I remember a day when everything was falling apart. My toddler was throwing a tantrum, the house was a mess, and I had zero energy. Instead of forcing myself to tackle it all, I grabbed the kids, snuggled on the couch, and watched a movie. Guess what? The dishes waited, and the world kept spinning.

7. You’re Stronger Than You Think

There were times in my life when I thought I couldn’t keep going. When the weight of everything felt unbearable. But here I am, writing this, living proof that you can get through the hard days.

Every challenge you face is proof of your strength. And while you may not feel strong in the moment, know that you are doing an amazing job and are so much stronger than you realise!

When I was a single mum this affirmation - ‘you don’t know how strong you are, until strong is the only choice you have’ - became my guiding light. I even considered getting this tattoo’d on my body. I haven’t yet, but it’s still a high possibility because it literally helped pull me through so much darkness.

8. Comparison Is The Thief Of Joy

I’ve been guilty of scrolling through social media, comparing myself to the mums who seem to have it all together. It’s toxic, and it’s a lie.

What you see online isn’t the full picture. Behind every “perfect” post is a woman with struggles, just like you. Instead of comparing, focus on your own journey and your own wins, no matter how small.

9. You Deserve Happiness

This one took me years to believe. As mums we often put ourselves last, convinced we don’t deserve happiness until everyone else is taken care of. But that’s not true.

You deserve joy, fulfilment, and a life that lights you up. It starts with small steps.
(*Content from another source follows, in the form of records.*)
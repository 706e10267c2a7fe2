//! Type-state markers for IMAP client connection states.
//!
//! These types are used with the type-state pattern to enforce valid IMAP
//! state transitions at compile time. Unlike the marker types, `Selected`
//! carries runtime state about the currently selected mailbox.

use std::sync::Arc;

/// Marker type for the not-authenticated state.
///
/// In this state, only the LOGIN command is valid.
#[derive(Debug, Clone, Copy, Default)]
pub struct NotAuthenticated;

/// Marker type for the authenticated state.
///
/// In this state, mailbox operations (SELECT, LIST, STATUS) are valid.
#[derive(Debug, Clone, Copy, Default)]
pub struct Authenticated;

/// State for a selected mailbox.
#[derive(Debug, Clone)]
pub struct Selected {
    /// The selected mailbox name.
    pub(crate) mailbox: Arc<str>,
}

impl Selected {
    /// Creates a new Selected state.
    #[must_use]
    pub fn new(mailbox: impl Into<Arc<str>>) -> Self {
        Self {
            mailbox: mailbox.into(),
        }
    }

    /// Returns the name of the selected mailbox.
    #[must_use]
    pub fn mailbox(&self) -> &str {
        &self.mailbox
    }
}

#[cfg(test)]
#[allow(
    clippy::unwrap_used,
    clippy::redundant_clone,
    clippy::manual_string_new,
    clippy::unreadable_literal,
    clippy::used_underscore_items,
    clippy::similar_names
)]
mod tests {
    use super::*;

    fn _assert_send<T: Send>() {}
    fn _assert_sync<T: Sync>() {}

    #[test]
    fn test_state_markers_are_send_sync() {
        _assert_send::<NotAuthenticated>();
        _assert_sync::<NotAuthenticated>();
        _assert_send::<Authenticated>();
        _assert_sync::<Authenticated>();
        _assert_send::<Selected>();
        _assert_sync::<Selected>();
    }

    #[test]
    fn test_selected_state_accessors() {
        let selected = Selected::new("Archive");
        assert_eq!(selected.mailbox(), "Archive");
    }
}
Rediscovering what makes you happy and carving out space for it.

10. You’re Not Alone

If you’re struggling right now, know this: you’re not alone. There are other mums who understand, who see you, and who are cheering you on - even if you can’t see them.

Unearth Her was created for mums like you. To remind you of your strength, to offer you tools and support, and to help you find your way back to yourself.

Final Thoughts

Mama the hard days don’t define you. You are enough - messy, imperfect, and human. And you’re doing a beautiful job.

So take a deep breath. Give yourself grace. And know that there’s a whole community of women rooting for you.